The original nested data frame subset to information required to complete distance estimation. This data frame contains information on replication (i.e., rows are sites and are re-sampled during bootstrapping), missing distances, missing transect lengths, and distances outside the observation strip from w.lo and w.hi.

formula

The distance function's formula.

dataName

Name of the original nested data frame.

likelihood

The name of the likelihood fitted to observation distances.

w.lo

Left-truncation value used during the fit.

w.hi

Right-truncation value used during the fit.

expansions

The number of expansion terms used during the fit.

series

The type of expansion used during estimation. This is only relevant if expansions > 0.

x.scl

The distance at which the function has been scaled to some value. This is the x at which the distance function g(x) = g.x.scl.

g.x.scl

The height of the distance function at a distance of x.scl.

outputUnits

A list of type 'symbolic_units' containing the physical measurement units used during estimation.

asymptoticSE

A logical scalar indication whether the variance-covariance matrix in component varcovar is asymptotic (TRUE; estimated from the Hessian) or bootstrap (FALSE; estimated by boostrap resampling).

optimizer

The optimizing routine used.

call

The original function call.

nCovars

The number of exogenous covariates fitted in the distance function. Does not include the intercept.

LhoodType

The type of likelihood fitted. Currently, only 'parametric' types are fitted.

Group Sizes

To specify non-unity group sizes, use groupsize() on the RHS of formula. When group sizes are not all 1, they must appear in a column of the 'detections' list-column of data. For example, d ~ habitat + groupsize(number) specifies distances in column d, one covariate named habitat, and that column number contains the number of individuals associated with each detection. If group sizes are not specified, all group sizes are assumed to be 1.

Contrasts

Factor contrasts in Rdistance are specified the same way as in lm or glm. By default, Rdistance uses contrasts in getOption("contrasts"). To change contrasts, use a statement like options(contrasts = c(unordered = "contr.SAS", ordered = "contr.poly")). Or, to set contrasts for a specific factor in the input data frame, use contrasts(df$A) <- "contr.sum" or similar.

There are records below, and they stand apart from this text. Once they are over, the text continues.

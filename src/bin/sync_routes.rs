// SPDX-License-Identifier: MIT
// Copyright 2026 Roland Dreier <roland@rolandd.dev>

//! Export the athlete's routes from Strava into the local database.

use strava_archiver::{
    config::Config,
    init_logging,
    services::{self, SyncTarget},
};

#[tokio::main]
async fn main() {
    init_logging();

    let config = match Config::from_env() {
        Ok(config) => config,
        Err(e) => {
            tracing::error!(error = %e, "An error occurred");
            return;
        }
    };

    services::run(&config, SyncTarget::Routes).await;
}
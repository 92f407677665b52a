// SPDX-License-Identifier: MIT
// Copyright 2026 Roland Dreier <roland@rolandd.dev>

//! Services module - business logic layer.

pub mod strava;
pub mod sync;

pub use strava::{Credentials, PageFetch, StravaClient};
pub use sync::{run, sync_activities, sync_routes, SyncReport, SyncTarget};
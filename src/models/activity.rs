// SPDX-License-Identifier: MIT
// Copyright 2026 Roland Dreier <roland@kernel.org>

//! Strava activity model for storage.

use super::fields;
use crate::error::Result;
use serde::{Deserialize, Serialize};
use serde_json::Value;

/// Stored activity row.
///
/// Created once from an `/athlete/activities` listing entry and never
/// updated afterwards.
#[derive(Debug, Clone, PartialEq, Serialize, Deserialize)]
pub struct Activity {
    /// Strava activity ID (primary key)
    pub id: i64,
    /// Activity name/title
    pub name: String,
    /// Distance in meters
    pub distance: f64,
    /// Moving time in seconds
    pub moving_time: f64,
    /// Elapsed time in seconds
    pub elapsed_time: f64,
    /// Elevation gain in meters
    pub total_elevation_gain: f64,
    /// Activity type (Ride, Run, Hike, etc.)
    #[serde(rename = "type")]
    pub activity_type: String,
    /// Start date/time (ISO 8601, stored verbatim)
    pub start_date: String,
    pub start_date_local: String,
    pub timezone: String,
}

impl Activity {
    /// Map one raw listing entry onto the stored field set.
    pub fn from_json(record: &Value) -> Result<Self> {
        Ok(Self {
            id: fields::integer(record, "id")?,
            name: fields::string(record, "name")?,
            distance: fields::float(record, "distance")?,
            moving_time: fields::float(record, "moving_time")?,
            elapsed_time: fields::float(record, "elapsed_time")?,
            total_elevation_gain: fields::float(record, "total_elevation_gain")?,
            activity_type: fields::string(record, "type")?,
            start_date: fields::string(record, "start_date")?,
            start_date_local: fields::string(record, "start_date_local")?,
            timezone: fields::string(record, "timezone")?,
        })
    }
}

See contrasts or the contrasts.arg of model.matrix.

Transect types

Rdistance accommodates two kinds of transects: continuous and point. Detections can occur at any point on continuous transects. Rdistance calls these 'line-transects' even though routes are not necessarily a straight line. On point transects, detections occur at a series of stops (points). Rdisance calls these point-transects. Transects are the basic sampling unit in both cases. Rdistance assumes each row of data contains information from one transect. See RdistDf for more details.

Measurement Units

As of Rdistance version 3.0.0, measurement units are require on all physical distances. Requiring units ensures that internal calculations and results (e.g., ESW and abundance) are correct and that output units are clear. Physical distances are required on off-transect distances, radial distances, truncation distances (w.lo, unless it is zero; and w.hi, unless it is NULL), scale locations (x.scl, unless it is zero), line-transect lengths, and study area size. All units are 1-dimensional except those on study area, which are 2-dimensional.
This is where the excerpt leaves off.